Missing mode selector dial
I have two options here, either buy the mode selector dial on its own from our friends in China, or buy another donor camera in a far worse state and available for about the same price as getting the dial from China. I just have to wait for that donor camera to first become available. I’ll give it a couple of weeks and if nothing comes up then China it is.
In preparation for whatever route I decide to take, I’ve decided to do some prep on the old camera and get the old selector dial mechanism taken out ready for the new dial to be put in place.
I’ve dismantled the camera unit to be able to access what is left of the mode dial switch.

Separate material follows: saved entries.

#[cfg(test)]
mod tests {
    use super::*;

    fn controller(flavor: MenuFlavor) -> UiController {
        UiController::new(UiConfig::default(), flavor)
    }

    fn playing_controller(flavor: MenuFlavor) -> (UiController, Instant) {
        let mut ui = controller(flavor);
        let now = Instant::now();
        ui.handle(UiEvent::SessionStateChanged(SessionState::Playing), now);
        ui.handle(
            UiEvent::TimeUpdate {
                position: 50.0,
                duration: 120.0,
            },
            now,
        );
        (ui, now)
    }

    #[test]
    fn double_tap_right_skips_forward_with_feedback() {
        let (mut ui, now) = playing_controller(MenuFlavor::Variants);

        let commands = ui.handle(UiEvent::DoubleTap { zone: TapZone::Right }, now);
        assert_eq!(commands, vec![UiCommand::Seek { seconds: 60.0 }]);
        let feedback = ui.state().seek_feedback.expect("feedback shown");
        assert!(feedback.forward);

        // Acknowledgement dismisses on its own
        let later = now + Duration::from_secs(1);
        ui.handle(UiEvent::Tick, later);
        assert!(ui.state().seek_feedback.is_none());
    }

    #[test]
    fn skips_clamp_to_duration() {
        let (mut ui, now) = playing_controller(MenuFlavor::Variants);
        ui.handle(
            UiEvent::TimeUpdate {
                position: 115.0,
                duration: 120.0,
            },
            now,
        );
        let commands = ui.handle(UiEvent::SkipForward, now);
        assert_eq!(commands, vec![UiCommand::Seek { seconds: 120.0 }]);

        ui.handle(
            UiEvent::TimeUpdate {
                position: 4.0,
                duration: 120.0,
            },
            now,
        );
        let commands = ui.handle(UiEvent::SkipBack, now);
        assert_eq!(commands, vec![UiCommand::Seek { seconds: 0.0 }]);
    }

    #[test]
    fn seek_click_clamps_fraction() {
        let (mut ui, now) = playing_controller(MenuFlavor::Variants);
        let commands = ui.handle(UiEvent::SeekClick { fraction: 1.7 }, now);
        assert_eq!(commands, vec![UiCommand::Seek { seconds: 120.0 }]);
        let commands = ui.handle(UiEvent::SeekClick { fraction: -0.3 }, now);
        assert_eq!(commands, vec![UiCommand::Seek { seconds: 0.0 }]);
    }

    #[test]
    fn drag_seeks_continuously_and_commits_on_release() {
        let (mut ui, now) = playing_controller(MenuFlavor::Variants);
        ui.handle(UiEvent::DragStart, now);
        assert!(ui.state().dragging);

        let commands = ui.handle(UiEvent::DragMove { fraction: 0.5 }, now);
        assert_eq!(commands, vec![UiCommand::Seek { seconds: 60.0 }]);

        // Time updates do not fight the drag preview
        ui.handle(
            UiEvent::TimeUpdate {
                position: 51.0,
                duration: 120.0,
            },
            now,
        );
        assert_eq!(ui.state().position, 60.0);

        let commands = ui.handle(UiEvent::DragEnd, now);
        assert_eq!(commands, vec![UiCommand::Seek { seconds: 60.0 }]);
        assert!(!ui.state().dragging);
    }

    #[test]
    fn autohide_fires_only_while_playing_and_unobstructed() {
        let (mut ui, now) = playing_controller(MenuFlavor::Variants);
        ui.handle(UiEvent::Activity { source: InputSource::Pointer }, now);
        assert!(ui.state().controls_visible);

        // Before the idle window: still visible
        ui.handle(UiEvent::Tick, now + Duration::from_secs(1));
        assert!(ui.state().controls_visible);

        // After: hidden
        ui.handle(UiEvent::Tick, now + Duration::from_secs(4));
        assert!(!ui.state().controls_visible);
    }

    #[test]
    fn autohide_suppressed_while_paused() {
        let (mut ui, now) = playing_controller(MenuFlavor::Variants);
        ui.handle(UiEvent::Activity { source: InputSource::Pointer }, now);
        ui.handle(UiEvent::SessionStateChanged(SessionState::Paused), now);
        assert_eq!(ui.hide_deadline(), None);

        ui.handle(UiEvent::Tick, now + Duration::from_secs(10));
        assert!(ui.state().controls_visible);
    }

    #[test]
    fn autohide_suppressed_while_menu_open() {
        let (mut ui, now) = playing_controller(MenuFlavor::Variants);
        ui.handle(UiEvent::Activity { source: InputSource::Pointer }, now);
        ui.handle(UiEvent::MenuToggle(MenuKind::Quality), now);
        assert_eq!(ui.hide_deadline(), None);

        ui.handle(UiEvent::Tick, now + Duration::from_secs(10));
        assert!(ui.state().controls_visible);

        // Closing the menu re-arms the timer
        ui.handle(UiEvent::MenuClose, now + Duration::from_secs(10));
        assert!(ui.hide_deadline().is_some());
    }

    #[test]
    fn touch_uses_shorter_idle_window() {
        let (mut ui, now) = playing_controller(MenuFlavor::Variants);
        ui.handle(UiEvent::Activity { source: InputSource::Touch }, now);
        ui.handle(UiEvent::Tick, now + Duration::from_millis(2500));
        assert!(!ui.state().controls_visible);
    }

    #[test]
    fn rejected_play_restores_paused_visuals() {
        let mut ui = controller(MenuFlavor::Variants);
        let now = Instant::now();

        let commands = ui.handle(UiEvent::PlayPauseToggle, now);
        assert_eq!(commands, vec![UiCommand::Play]);
        assert!(ui.state().playing);

        ui.handle(UiEvent::PlayRejected, now);
        assert!(!ui.state().playing);
        assert!(ui.state().controls_visible);
    }

    #[test]
    fn variant_flavor_menu_switches_variants() {
        let (mut ui, now) = playing_controller(MenuFlavor::Variants);
        ui.handle(UiEvent::MenuToggle(MenuKind::Tracks), now);
        let commands = ui.handle(UiEvent::MenuSelect { index: 2 }, now);
        assert_eq!(commands, vec![UiCommand::SwitchVariant(2)]);
        assert_eq!(ui.state().open_menu, None);
    }

    #[test]
    fn audio_flavor_menu_switches_engine_track() {
        let (mut ui, now) = playing_controller(MenuFlavor::EmbeddedAudio);
        ui.handle(UiEvent::MenuToggle(MenuKind::Tracks), now);
        let commands = ui.handle(UiEvent::MenuSelect { index: 1 }, now);
        assert_eq!(commands, vec![UiCommand::SetAudioTrack(1)]);
    }

    #[test]
    fn quality_menu_entry_zero_is_auto() {
        let (mut ui, now) = playing_controller(MenuFlavor::Variants);
        ui.handle(UiEvent::MenuToggle(MenuKind::Quality), now);
        let commands = ui.handle(UiEvent::MenuSelect { index: 0 }, now);
        assert_eq!(commands, vec![UiCommand::SetQualityLevel(None)]);

        ui.handle(UiEvent::MenuToggle(MenuKind::Quality), now);
        let commands = ui.handle(UiEvent::MenuSelect { index: 3 }, now);
        assert_eq!(commands, vec![UiCommand::SetQualityLevel(Some(2))]);
    }

    #[test]
    fn error_persists_through_play_toggle() {
        let (mut ui, now) = playing_controller(MenuFlavor::Variants);
        ui.handle(UiEvent::SessionStateChanged(SessionState::Error), now);
        assert!(ui.state().error);

        // Only a variant switch recovers from a fatal error
        ui.handle(UiEvent::PlayPauseToggle, now);
        assert!(ui.state().error);
    }

    #[test]
    fn error_clears_on_variant_switch() {
        let (mut ui, now) = playing_controller(MenuFlavor::Variants);
        ui.handle(UiEvent::SessionStateChanged(SessionState::Error), now);
        assert!(ui.state().error);
        assert!(ui.state().controls_visible);

        ui.handle(UiEvent::MenuToggle(MenuKind::Tracks), now);
        ui.handle(UiEvent::MenuSelect { index: 1 }, now);
        assert!(!ui.state().error);
    }

    #[test]
    fn portrait_block_scenario() {
        let mut config = UiConfig::default();
        config.touch_device = true;
        config.portrait = true;
        let mut ui = UiController::new(config, MenuFlavor::Variants);
        let now = Instant::now();
        ui.handle(UiEvent::SessionStateChanged(SessionState::Playing), now);

        // Native refused on this device: degrade to pseudo-fullscreen
        let commands = ui.handle(UiEvent::FullscreenToggle, now);
        assert_eq!(commands, vec![UiCommand::RequestNativeFullscreen]);
        let commands = ui.handle(UiEvent::FullscreenDenied, now);
        assert_eq!(ui.fullscreen_mode(), FullscreenMode::Pseudo);
        assert_eq!(commands, vec![UiCommand::LockLandscape]);

        // Lock denied while portrait: rotate prompt plus pause
        let commands = ui.handle(UiEvent::OrientationLockDenied, now);
        assert!(ui.portrait_blocked());
        assert_eq!(commands, vec![UiCommand::Pause]);
        assert!(!ui.state().playing);

        // Rotating to landscape clears the prompt and resumes
        let commands = ui.handle(UiEvent::OrientationChanged { portrait: false }, now);
        assert!(!ui.portrait_blocked());
        assert_eq!(commands, vec![UiCommand::Play]);
    }

    #[test]
    fn fullscreen_pending_suppresses_autohide() {
        let (mut ui, now) = playing_controller(MenuFlavor::Variants);
        ui.handle(UiEvent::Activity { source: InputSource::Pointer }, now);
        ui.handle(UiEvent::FullscreenToggle, now);
        assert_eq!(ui.hide_deadline(), None);

        // Grant settles the transition and re-arms the timer
        ui.handle(UiEvent::FullscreenGranted, now);
        assert!(ui.hide_deadline().is_some());
    }

    #[test]
    fn menus_are_rebuilt_wholesale() {
        let levels = vec![
            QualityLevel { index: 0, height: Some(720), bitrate: 2_500_000 },
            QualityLevel { index: 1, height: Some(1080), bitrate: 5_000_000 },
        ];
        let menu = quality_menu(&levels, Some(1));
        assert_eq!(menu.len(), 3);
        assert_eq!(menu[0].label, "Auto");
        assert!(!menu[0].is_active);
        assert_eq!(menu[2].label, "1080p");
        assert!(menu[2].is_active);

        let menu = quality_menu(&levels, None);
        assert!(menu[0].is_active);

        let menu = speed_menu(1.0);
        assert_eq!(menu.len(), SPEED_PRESETS.len());
        assert_eq!(menu[3].label, "Normal");
        assert!(menu[3].is_active);
    }

    #[test]
    fn audio_menu_labels_fall_back() {
        let tracks = vec![
            EngineAudioTrack { index: 0, name: String::new(), language: Some("hi".into()) },
            EngineAudioTrack { index: 1, name: "English".into(), language: Some("en".into()) },
        ];
        let menu = audio_menu(&tracks, Some(0));
        assert_eq!(menu[0].label, "Audio 1 (hi)");
        assert!(menu[0].is_active);
        assert_eq!(menu[1].label, "English (en)");
        assert!(!menu[1].is_active);
    }
}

Back is off Switch unit and ribbon cableSwitch removed It’s basically a two piece potentiometer type setup
This wasn’t too awkward to dismantle, half a dozen screws and a small plastic prise tool was all that was required to reach this point. There was some protectorate covering the metal frame of the switch housing that was contained by four tiny screws. Once this was loosened the housing came away and I was able to remove what was left of the old mode dial that had originally been in place. There wasn’t a lot left.
Remains of previous dial
The camera now sits in this position of being dismantled whilst I source a new dial to replace. As stated I have two options of buying a new dial either from China, or by getting a damaged camera as a spares source, and I’m currently looking at the latter as this could be purchased for about the same price as the dial from China, and would allow me a few more spares.
I’ve purchased another unit as a donor. The unit in question has a damaged LCD screen. I’m going to use that camera as a donor for the mode dial I require.
The donor camera has arrived. And to be honest it looks ok. It has been dropped at some time as the lens has a scratch on it, and the Rear LCD screen is damaged. That’s about it.
A good looking donor camera, the only issue being the damaged LCD screen
I’ve taken some pictures with this unit and the camera is working fine, as you can still view pictures you have taken through the viewfinder. It works ok, but I need this mode switch to fix another camera, so i’ll probably just use what remains as spare parts due to that scratch on the lens.
Let’s get the donor camera disassembled to harvest that mode switch.
There are only about six screws to get the back of the camera taken from the body, you just have to be careful not to damage the ribbon cable that is connected to the mode dial assembly that we are going to use today.
The two cameras, and the mode dial assembly we need to fix the original camera
I did all the disassembly of the original camera to save time, and it took about 5 minutes to get the donor camera stripped down. Once inside there is some insulating material covering the switch assembly, this has to be removed but cannot be reused as it has lost its adhesion. When reassembled I have used electrical Kapton tape to replace the original insulation. This has worked just fine.
New Kapton tape insulation
Assembly involves checking that the button settings relate to the markings on the camera body, this is important at this stage as the last thing you want to do is reassemble the camera to find out that you have the dial in the wrong setup. Do it now and save time and reduce the possibility of damaging the connectors and body clips.
Before and after
Result:
We have a beautifully restored and working and fully functional bridge camera that takes good snapshot photos. It’s not high end, it’s very much a learner camera but good at documenting what’s going on around you. Its mode dial that was missing is now working fine. A little polish and it has come up looking lovely cosmetically. it’s a good little unit.
The camera has come up lovely and is now complete and fully operational
Here are a selection of snapshots from around the home just to prove it’s working as it should. Nothing special, it just does what it was always built to do. Take snap shots.
It works. I’m happy. And another camera has been saved from landfill.
Thank you for passing by, as always it’s most appreciated.